> _WHAT TO PRODUCE_
Emit only the lines from the line containing "for kind in" through the last line of the entries, unchanged.

--*--

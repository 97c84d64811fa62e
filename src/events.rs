use crate::dom;
use crate::frame::SharedDriver;
use crate::input;
use glam::Vec3;
use smoke_core::PointerTracker;
use std::cell::RefCell;
use std::rc::Rc;
use wasm_bindgen::closure::Closure;
use wasm_bindgen::JsCast;
use web_sys as web;

/// A DOM listener that stays registered until `remove` is called.
pub struct Listener {
    target: web::EventTarget,
    kind: &'static str,
    closure: Closure<dyn FnMut(web::Event)>,
}

impl Listener {
    fn attach(
        target: &web::EventTarget,
        kind: &'static str,
        handler: impl FnMut(web::Event) + 'static,
    ) -> Option<Self> {
        let closure = Closure::wrap(Box::new(handler) as Box<dyn FnMut(web::Event)>);
        match target.add_event_listener_with_callback(kind, closure.as_ref().unchecked_ref()) {
            Ok(()) => Some(Self {
                target: target.clone(),
                kind,
                closure,
            }),
            Err(e) => {
                log::warn!("[events] could not listen for {kind}: {:?}", e);
                None
            }
        }
    }

    pub fn remove(self) {
        _ = self
            .target
            .remove_event_listener_with_callback(self.kind, self.closure.as_ref().unchecked_ref());
    }
}

/// Keep the canvas backing store in step with its CSS box. The new size is
/// picked up by the next frame, never mid-step.
pub fn wire_canvas_resize(canvas: &web::HtmlCanvasElement) -> Option<Listener> {
    dom::sync_canvas_backing_size(canvas);
    let window = web::window()?;
    let canvas = canvas.clone();
    Listener::attach(window.as_ref(), "resize", move |_| {
        dom::sync_canvas_backing_size(&canvas);
    })
}

/// Pointer drags splat into the simulation while a button is held.
pub fn wire_pointer(
    canvas: &web::HtmlCanvasElement,
    driver: &SharedDriver,
    force: f32,
    color: Vec3,
) -> Vec<Listener> {
    let tracker = Rc::new(RefCell::new(None::<PointerTracker>));
    let target: &web::EventTarget = canvas.as_ref();
    let mut listeners = Vec::with_capacity(4);

    {
        let tracker = tracker.clone();
        let canvas = canvas.clone();
        listeners.extend(Listener::attach(target, "pointerdown", move |ev| {
            let Some(ev) = ev.dyn_ref::<web::PointerEvent>() else {
                return;
            };
            _ = canvas.set_pointer_capture(ev.pointer_id());
            let mut t = PointerTracker::default();
            if let Some(pos) = input::pointer_canvas_px(ev, &canvas) {
                // Seeds the tracker; the first sample never splats.
                _ = t.move_to(pos, input::canvas_size(&canvas), force, color);
            }
            *tracker.borrow_mut() = Some(t);
        }));
    }

    {
        let tracker = tracker.clone();
        let canvas = canvas.clone();
        let driver = driver.clone();
        listeners.extend(Listener::attach(target, "pointermove", move |ev| {
            let Some(ev) = ev.dyn_ref::<web::PointerEvent>() else {
                return;
            };
            let mut slot = tracker.borrow_mut();
            let Some(t) = slot.as_mut() else {
                return;
            };
            let Some(pos) = input::pointer_canvas_px(ev, &canvas) else {
                return;
            };
            if let Some(impulse) = t.move_to(pos, input::canvas_size(&canvas), force, color) {
                driver.borrow_mut().queue_impulse(impulse);
            }
        }));
    }

    for kind in ["pointerup", "pointerleave", "pointercancel"] {
        let tracker = tracker.clone();
        listeners.extend(Listener::attach(target, kind, move |_| {
            if let Some(mut t) = tracker.borrow_mut().take() {
                t.release();
            }
        }));
    }

    listeners
}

--*--

> _WORKED SOLUTION_
    for kind in ["pointerup", "pointerleave", "pointercancel"] {
        let tracker = tracker.clone();
        listeners.extend(Listener::attach(target, kind, move |_| {
            if let Some(mut t) = tracker.borrow_mut().take() {
                t.release();
            }
        }));
    }

    listeners
}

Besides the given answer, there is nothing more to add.